Yesterday we went to a nearby river (upriver from the mercury and cyanide processing mills for the 800+ gold mines around here) that has a wonderful balneario — a swimming concession with various pools, not to mention the river itself.  The kids asked to go back today, but it’s a ways past Portovelo on a dirt road and yesterday the taxista decided it was better to stay and swim than have to come back for us in three and a half hours.

This morning John and I took the bus to the barrio of Faique, where the norteamericanos were buried in the era of John’s grandfather.  With a couple of local guys, we hiked down to the town of Portovelo, stopping along the way to film.  We were able to visit the house on the hill where John’s father was born.  The people there had some old books in English, including one with John’s grandfather’s signature inside.   I videotaped, John wept with the emotion of the moment, and the family that lives there graciously showed us every room.  The glassless windows are covered with chicken wire, but the house, in spite of its decay, retains some of its former grandeur, having the only fireplace we have seen in these parts and an old woodburning stove with an oven.

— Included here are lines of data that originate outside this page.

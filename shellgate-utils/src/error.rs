//! Error types for shellgate
//!
//! Provides a unified error type used across all shellgate crates.

use std::path::PathBuf;

/// Main error type for shellgate operations
#[derive(Debug, thiserror::Error)]
pub enum ShellgateError {
    // === IO Errors ===

    #[error("IO error: {0}")]
    Io(#[from] std::io::Error),

    #[error("Failed to read file {path}: {source}")]
    FileRead {
        path: PathBuf,
        source: std::io::Error,
    },

    #[error("Failed to write file {path}: {source}")]
    FileWrite {
        path: PathBuf,
        source: std::io::Error,
    },

    // === Connection Errors ===

    #[error("Connection failed: {0}")]
    Connection(String),

    #[error("Connection closed")]
    ConnectionClosed,

    #[error("Failed to bind {addr}: {source}")]
    Bind {
        addr: String,
        source: std::io::Error,
    },

    // === Protocol Errors ===

    #[error("Protocol error: {0}")]
    Protocol(String),

    // === Admission Errors ===

    #[error("Capacity exceeded on transport '{transport}' (max {max})")]
    CapacityExceeded { transport: String, max: i64 },

    #[error("Unknown transport: {0}")]
    UnknownTransport(String),

    #[error("Transport '{0}' is not running")]
    TransportStopped(String),

    // === Configuration Errors ===

    #[error("Configuration error: {0}")]
    Config(String),

    #[error("Invalid configuration at {path}: {message}")]
    ConfigInvalid { path: PathBuf, message: String },

    // === Session Errors ===

    #[error("PTY error: {0}")]
    Pty(String),

    #[error("Failed to spawn process: {0}")]
    ProcessSpawn(String),

    #[error("Cleanup failed: {0}")]
    ResourceCleanup(String),

    // === Internal Errors ===

    #[error("Internal error: {0}")]
    Internal(String),
}

impl ShellgateError {
    /// Create a connection error
    pub fn connection(msg: impl Into<String>) -> Self {
        Self::Connection(msg.into())
    }

    /// Create a protocol error
    pub fn protocol(msg: impl Into<String>) -> Self {
        Self::Protocol(msg.into())
    }

    /// Create a config error
    pub fn config(msg: impl Into<String>) -> Self {
        Self::Config(msg.into())
    }

    /// Create a PTY error
    pub fn pty(msg: impl Into<String>) -> Self {
        Self::Pty(msg.into())
    }

    /// Create a cleanup error
    pub fn cleanup(msg: impl Into<String>) -> Self {
        Self::ResourceCleanup(msg.into())
    }

    /// Create an internal error
    pub fn internal(msg: impl Into<String>) -> Self {
        Self::Internal(msg.into())
    }

    /// Whether this error ends a connection as an ordinary disconnect
    /// rather than a rejection
    pub fn is_disconnect(&self) -> bool {
        matches!(
            self,
            Self::Connection(_) | Self::ConnectionClosed | Self::Io(_)
        )
    }
}

/// Result type alias using ShellgateError
pub type Result<T> = std::result::Result<T, ShellgateError>;

#[cfg(test)]
mod tests {
    use super::*;

    #[test]
    fn test_error_display_capacity() {
        let err = ShellgateError::CapacityExceeded {
            transport: "websocket".into(),
            max: 5,
        };
        assert_eq!(
            err.to_string(),
            "Capacity exceeded on transport 'websocket' (max 5)"
        );
    }

    #[test]
    fn test_error_display_protocol() {
        let err = ShellgateError::protocol("unknown action");
        assert_eq!(err.to_string(), "Protocol error: unknown action");
    }

    #[test]
    fn test_error_display_file_read() {
        let io_err = std::io::Error::new(std::io::ErrorKind::PermissionDenied, "denied");
        let err = ShellgateError::FileRead {
            path: PathBuf::from("/etc/shellgate.toml"),
            source: io_err,
        };
        let msg = err.to_string();
        assert!(msg.contains("Failed to read file"));
        assert!(msg.contains("/etc/shellgate.toml"));
    }

    #[test]
    fn test_error_display_config_invalid() {
        let err = ShellgateError::ConfigInvalid {
            path: PathBuf::from("/home/user/.config/shellgate/config.toml"),
            message: "syntax error".into(),
        };
        let msg = err.to_string();
        assert!(msg.contains("config.toml"));
        assert!(msg.contains("syntax error"));
    }

    #[test]
    fn test_error_display_cleanup() {
        let err = ShellgateError::cleanup("kill failed");
        assert_eq!(err.to_string(), "Cleanup failed: kill failed");
    }

    #[test]
    fn test_disconnect_classification() {
        assert!(ShellgateError::ConnectionClosed.is_disconnect());
        assert!(ShellgateError::connection("reset").is_disconnect());
        assert!(!ShellgateError::protocol("bad").is_disconnect());
        assert!(!ShellgateError::CapacityExceeded {
            transport: "tcp".into(),
            max: 1
        }
        .is_disconnect());
    }

    #[test]
    fn test_from_io_error() {
        let io_err = std::io::Error::new(std::io::ErrorKind::BrokenPipe, "pipe");
        let err: ShellgateError = io_err.into();
        assert!(matches!(err, ShellgateError::Io(_)));
        assert!(err.is_disconnect());
    }
}
//! shellgate-protocol: Control protocol and observer data types
//!
//! Defines the client-to-server control messages exchanged by a terminal
//! bridge (`init`, `read`, `resize`), the framing codec used by stream
//! transports, and the registry/event types exposed to observers.

pub mod codec;
pub mod control;
pub mod types;

pub use codec::{ControlLineCodec, MAX_LINE_LENGTH};
pub use control::{decode, ControlMessage, InitRequest, ProtocolError};
pub use types::{
    Geometry, SessionEvent, SessionEventType, SessionId, SessionSnapshot, TransportDescriptor,
    UNLIMITED,
};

To get an idea of what life costs here in Zaruma, a large unfurnished flat might cost $25 a month.  We are paying a king’s ransom for ours, but that’s another story.  Coffee is $1 a pound, rice 20 cents a pound, carrots 12 cents a pound.  The miners who work full time might make around $100 a month (sometimes more, sometimes less), which means $5 is good money around here.  Many people have abandoned agriculture because mining pays more.  These days in many local mines each ton of ore yields only a few grams of gold and the sheer physical labor of carrying out each ton of ore in sacks on men’s backs is just staggering.

I’m charmed by the local buses which grind up and down the mountain between here and Portovelo.  Many of them are trucks with painted open air wooden structures on their beds.  The structures have four wooden benches apiece, a roof, and enough wooden sidewall that people don’t fall out.   The seats are numbered 1 to 20, but people end up riding on the runningboard if there are more than, say, 15 passengers.   If you want to get off, you yell, “Bajo aqui!” (I get off here!) or you reach out and pound the metal roof hard until the driver hears the noise.   Zaruma reminds me of Boulder — at random moments, I’m struck by the breathtaking natural beauty all around.

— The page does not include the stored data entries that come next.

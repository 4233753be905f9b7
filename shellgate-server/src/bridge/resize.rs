//! Resize coalescing
//!
//! Scheduling a resize replaces whatever resize is still pending and restarts
//! the window, so a burst of layout changes applies only its final geometry.

use std::time::Duration;

use tokio::time::{sleep_until, Instant};
use tracing::trace;

use shellgate_protocol::Geometry;

/// Delayed, replaceable resize task for one bridge
#[derive(Debug)]
pub struct ResizeScheduler {
    window: Duration,
    pending: Option<(Geometry, Instant)>,
}

impl ResizeScheduler {
    pub fn new(window: Duration) -> Self {
        Self {
            window,
            pending: None,
        }
    }

    /// Whether resizes are applied immediately
    pub fn is_immediate(&self) -> bool {
        self.window.is_zero()
    }

    /// Schedule `geometry`, replacing any pending resize
    pub fn schedule(&mut self, geometry: Geometry) {
        if let Some((replaced, _)) = self.pending {
            trace!(replaced = %replaced, geometry = %geometry, "Resize coalesced");
        }
        self.pending = Some((geometry, Instant::now() + self.window));
    }

    pub fn is_pending(&self) -> bool {
        self.pending.is_some()
    }

    /// Drop the pending resize, if any
    pub fn cancel(&mut self) {
        self.pending = None;
    }

    /// Wait for the pending resize to come due and take it
    ///
    /// Never completes while nothing is pending. Cancel-safe: dropping the
    /// future leaves the pending resize in place.
    pub async fn due(&mut self) -> Geometry {
        match self.pending {
            Some((geometry, deadline)) => {
                sleep_until(deadline).await;
                self.pending = None;
                geometry
            }
            None => std::future::pending().await,
        }
    }
}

We do have longings for the creature comforts of home.  John misses our bed the most, with its sheets that fit and its pillows that aren’t like like river stones under our heads.  (I brought a down pillow with me and I’m the envy of all.)  I don’t mind the bed much, but I miss my kitchen with its double sink and hot water and liquid dish soap. Yesterday we made pancakes with yeast as leavening and jam instead of syrup.  We had offered this cooking idea to Paige a couple of weeks ago, but she essentially said, “Wait until I’m more desperate.”  Which translates into, “Wait until the memories of things left behind recede.”  And that is exactly what is happening.   Some days the membrane between Spanish and English feels as thin as the filament in a butterfly wing.  Other days, well, it’s time to butcher some reflexive pronouns!  I love living in the moment, as we do here, and having the sense that there is enough time.  We parents aren’t getting as much time to ourselves as we would like, but we have ample time to be together as a family.  I hope you’re all well.  Sometimes one or another of you walks through my dreams.